:: Exercise objective ::
Go through the lines below. Copy those with "Deserialize".

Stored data

++++++++

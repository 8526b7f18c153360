use serde::{Deserialize, Serialize};

/// A point-in-time snapshot of the system mixer.
///
/// Level and mute are independent axes: muting does not change the
/// stored level, and the level survives a mute/unmute cycle.
#[derive(Debug, Clone, Copy, PartialEq, Eq, Serialize, Deserialize)]
pub struct VolumeState {
    /// Master volume as a percentage, 0-100.
    pub level: u8,
    /// Whether the endpoint is currently muted.
    pub muted: bool,
}

impl std::fmt::Display for VolumeState {
    fn fmt(&self, f: &mut std::fmt::Formatter<'_>) -> std::fmt::Result {
        write!(
            f,
            "{}%{}",
            self.level,
            if self.muted { " (muted)" } else { "" }
        )
    }
}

++++++++

:: Result ::
use serde::{Deserialize, Serialize};
#[derive(Debug, Clone, Copy, PartialEq, Eq, Serialize, Deserialize)]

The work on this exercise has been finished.